-- HOW TO COMPLETE THIS TASK --
Nothing in the entries may be altered; copy them in full.

-- DATA SHOWN --
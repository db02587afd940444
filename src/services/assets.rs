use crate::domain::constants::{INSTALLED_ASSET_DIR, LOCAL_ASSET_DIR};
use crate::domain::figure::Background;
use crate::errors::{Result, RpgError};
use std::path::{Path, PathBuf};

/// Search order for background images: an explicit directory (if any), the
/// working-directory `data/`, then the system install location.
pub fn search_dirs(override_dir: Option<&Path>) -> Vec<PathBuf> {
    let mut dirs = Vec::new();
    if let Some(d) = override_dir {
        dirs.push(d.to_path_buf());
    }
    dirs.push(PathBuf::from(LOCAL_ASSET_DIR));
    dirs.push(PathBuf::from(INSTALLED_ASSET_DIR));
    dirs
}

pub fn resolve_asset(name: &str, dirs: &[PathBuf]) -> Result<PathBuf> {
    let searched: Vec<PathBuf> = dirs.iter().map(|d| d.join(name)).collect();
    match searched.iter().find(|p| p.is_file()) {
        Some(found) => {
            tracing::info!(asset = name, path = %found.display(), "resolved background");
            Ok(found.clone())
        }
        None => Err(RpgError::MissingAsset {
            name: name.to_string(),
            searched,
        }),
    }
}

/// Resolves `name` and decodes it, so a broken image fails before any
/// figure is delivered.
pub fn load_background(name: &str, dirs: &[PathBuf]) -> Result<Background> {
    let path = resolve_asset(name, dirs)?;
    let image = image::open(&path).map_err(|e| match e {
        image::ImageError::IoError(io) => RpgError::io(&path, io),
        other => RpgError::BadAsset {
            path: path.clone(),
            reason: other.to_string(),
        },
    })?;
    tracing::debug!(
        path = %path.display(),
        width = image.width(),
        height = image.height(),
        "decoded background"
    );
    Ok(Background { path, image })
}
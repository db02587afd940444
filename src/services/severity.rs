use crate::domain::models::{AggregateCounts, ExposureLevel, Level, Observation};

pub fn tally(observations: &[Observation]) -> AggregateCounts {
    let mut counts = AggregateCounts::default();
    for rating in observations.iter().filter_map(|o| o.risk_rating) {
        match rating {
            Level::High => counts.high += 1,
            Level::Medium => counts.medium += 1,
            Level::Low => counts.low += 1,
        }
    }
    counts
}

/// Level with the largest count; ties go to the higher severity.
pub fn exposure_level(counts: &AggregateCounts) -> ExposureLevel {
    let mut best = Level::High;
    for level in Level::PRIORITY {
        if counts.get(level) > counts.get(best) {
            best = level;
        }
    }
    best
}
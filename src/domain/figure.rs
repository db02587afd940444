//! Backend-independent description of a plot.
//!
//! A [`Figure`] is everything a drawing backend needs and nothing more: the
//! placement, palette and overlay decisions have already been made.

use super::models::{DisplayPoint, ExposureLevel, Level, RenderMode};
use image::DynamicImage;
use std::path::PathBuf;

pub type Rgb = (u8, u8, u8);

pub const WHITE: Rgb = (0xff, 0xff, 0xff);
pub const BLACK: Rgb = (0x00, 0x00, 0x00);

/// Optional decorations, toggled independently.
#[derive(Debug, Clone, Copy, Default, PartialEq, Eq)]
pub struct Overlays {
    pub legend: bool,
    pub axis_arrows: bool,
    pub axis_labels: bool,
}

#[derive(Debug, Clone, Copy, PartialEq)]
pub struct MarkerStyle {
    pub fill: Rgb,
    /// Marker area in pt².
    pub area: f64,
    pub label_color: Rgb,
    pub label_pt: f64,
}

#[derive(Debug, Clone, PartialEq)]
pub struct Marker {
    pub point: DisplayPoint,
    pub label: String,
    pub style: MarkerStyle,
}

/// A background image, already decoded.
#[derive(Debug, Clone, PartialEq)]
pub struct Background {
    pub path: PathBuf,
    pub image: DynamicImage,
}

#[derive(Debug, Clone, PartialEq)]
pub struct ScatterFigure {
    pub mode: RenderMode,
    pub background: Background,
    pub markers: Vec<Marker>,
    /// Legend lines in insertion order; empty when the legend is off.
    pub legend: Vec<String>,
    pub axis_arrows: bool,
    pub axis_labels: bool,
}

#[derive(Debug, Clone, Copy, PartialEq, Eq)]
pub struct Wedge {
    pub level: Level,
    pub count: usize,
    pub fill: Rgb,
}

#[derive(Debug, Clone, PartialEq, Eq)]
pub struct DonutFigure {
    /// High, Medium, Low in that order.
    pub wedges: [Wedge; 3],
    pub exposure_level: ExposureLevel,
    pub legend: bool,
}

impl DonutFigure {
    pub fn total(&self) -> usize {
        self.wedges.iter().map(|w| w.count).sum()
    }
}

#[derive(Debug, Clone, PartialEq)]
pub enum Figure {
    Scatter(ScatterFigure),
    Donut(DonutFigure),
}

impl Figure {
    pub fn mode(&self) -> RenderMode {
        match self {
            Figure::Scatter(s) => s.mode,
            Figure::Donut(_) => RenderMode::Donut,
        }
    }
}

-- SOLUTION --
repository db02587afd940444
filename src/services/assets.rs
use crate::domain::constants::{INSTALLED_ASSET_DIR, LOCAL_ASSET_DIR};
use crate::domain::figure::Background;
use crate::errors::{Result, RpgError};
use std::path::{Path, PathBuf};

/// Search order for background images: an explicit directory (if any), the
/// working-directory `data/`, then the system install location.
pub fn search_dirs(override_dir: Option<&Path>) -> Vec<PathBuf> {
    let mut dirs = Vec::new();
    if let Some(d) = override_dir {
        dirs.push(d.to_path_buf());
    }
    dirs.push(PathBuf::from(LOCAL_ASSET_DIR));
    dirs.push(PathBuf::from(INSTALLED_ASSET_DIR));
    dirs
}

pub fn resolve_asset(name: &str, dirs: &[PathBuf]) -> Result<PathBuf> {
    let searched: Vec<PathBuf> = dirs.iter().map(|d| d.join(name)).collect();
    match searched.iter().find(|p| p.is_file()) {
        Some(found) => {
            tracing::info!(asset = name, path = %found.display(), "resolved background");
            Ok(found.clone())
        }
        None => Err(RpgError::MissingAsset {
            name: name.to_string(),
            searched,
        }),
    }
}

/// Resolves `name` and decodes it, so a broken image fails before any
/// figure is delivered.
pub fn load_background(name: &str, dirs: &[PathBuf]) -> Result<Background> {
    let path = resolve_asset(name, dirs)?;
    let image = image::open(&path).map_err(|e| match e {
        image::ImageError::IoError(io) => RpgError::io(&path, io),
        other => RpgError::BadAsset {
            path: path.clone(),
            reason: other.to_string(),
        },
    })?;
    tracing::debug!(
        path = %path.display(),
        width = image.width(),
        height = image.height(),
        "decoded background"
    );
    Ok(Background { path, image })
}
repository db02587afd940444
filename src/services/severity.rs
use crate::domain::models::{AggregateCounts, ExposureLevel, Level, Observation};

pub fn tally(observations: &[Observation]) -> AggregateCounts {
    let mut counts = AggregateCounts::default();
    for rating in observations.iter().filter_map(|o| o.risk_rating) {
        match rating {
            Level::High => counts.high += 1,
            Level::Medium => counts.medium += 1,
            Level::Low => counts.low += 1,
        }
    }
    counts
}

/// Level with the largest count; ties go to the higher severity.
pub fn exposure_level(counts: &AggregateCounts) -> ExposureLevel {
    let mut best = Level::High;
    for level in Level::PRIORITY {
        if counts.get(level) > counts.get(best) {
            best = level;
        }
    }
    best
}
filename src/domain/figure.rs
repository db02587afd940444
//! Backend-independent description of a plot.
//!
//! A [`Figure`] is everything a drawing backend needs and nothing more: the
//! placement, palette and overlay decisions have already been made.

use super::models::{DisplayPoint, ExposureLevel, Level, RenderMode};
use image::DynamicImage;
use std::path::PathBuf;

pub type Rgb = (u8, u8, u8);

pub const WHITE: Rgb = (0xff, 0xff, 0xff);
pub const BLACK: Rgb = (0x00, 0x00, 0x00);

/// Optional decorations, toggled independently.
#[derive(Debug, Clone, Copy, Default, PartialEq, Eq)]
pub struct Overlays {
    pub legend: bool,
    pub axis_arrows: bool,
    pub axis_labels: bool,
}

#[derive(Debug, Clone, Copy, PartialEq)]
pub struct MarkerStyle {
    pub fill: Rgb,
    /// Marker area in pt².
    pub area: f64,
    pub label_color: Rgb,
    pub label_pt: f64,
}

#[derive(Debug, Clone, PartialEq)]
pub struct Marker {
    pub point: DisplayPoint,
    pub label: String,
    pub style: MarkerStyle,
}

/// A background image, already decoded.
#[derive(Debug, Clone, PartialEq)]
pub struct Background {
    pub path: PathBuf,
    pub image: DynamicImage,
}

#[derive(Debug, Clone, PartialEq)]
pub struct ScatterFigure {
    pub mode: RenderMode,
    pub background: Background,
    pub markers: Vec<Marker>,
    /// Legend lines in insertion order; empty when the legend is off.
    pub legend: Vec<String>,
    pub axis_arrows: bool,
    pub axis_labels: bool,
}

#[derive(Debug, Clone, Copy, PartialEq, Eq)]
pub struct Wedge {
    pub level: Level,
    pub count: usize,
    pub fill: Rgb,
}

#[derive(Debug, Clone, PartialEq, Eq)]
pub struct DonutFigure {
    /// High, Medium, Low in that order.
    pub wedges: [Wedge; 3],
    pub exposure_level: ExposureLevel,
    pub legend: bool,
}

impl DonutFigure {
    pub fn total(&self) -> usize {
        self.wedges.iter().map(|w| w.count).sum()
    }
}

#[derive(Debug, Clone, PartialEq)]
pub enum Figure {
    Scatter(ScatterFigure),
    Donut(DonutFigure),
}

impl Figure {
    pub fn mode(&self) -> RenderMode {
        match self {
            Figure::Scatter(s) => s.mode,
            Figure::Donut(_) => RenderMode::Donut,
        }
    }
}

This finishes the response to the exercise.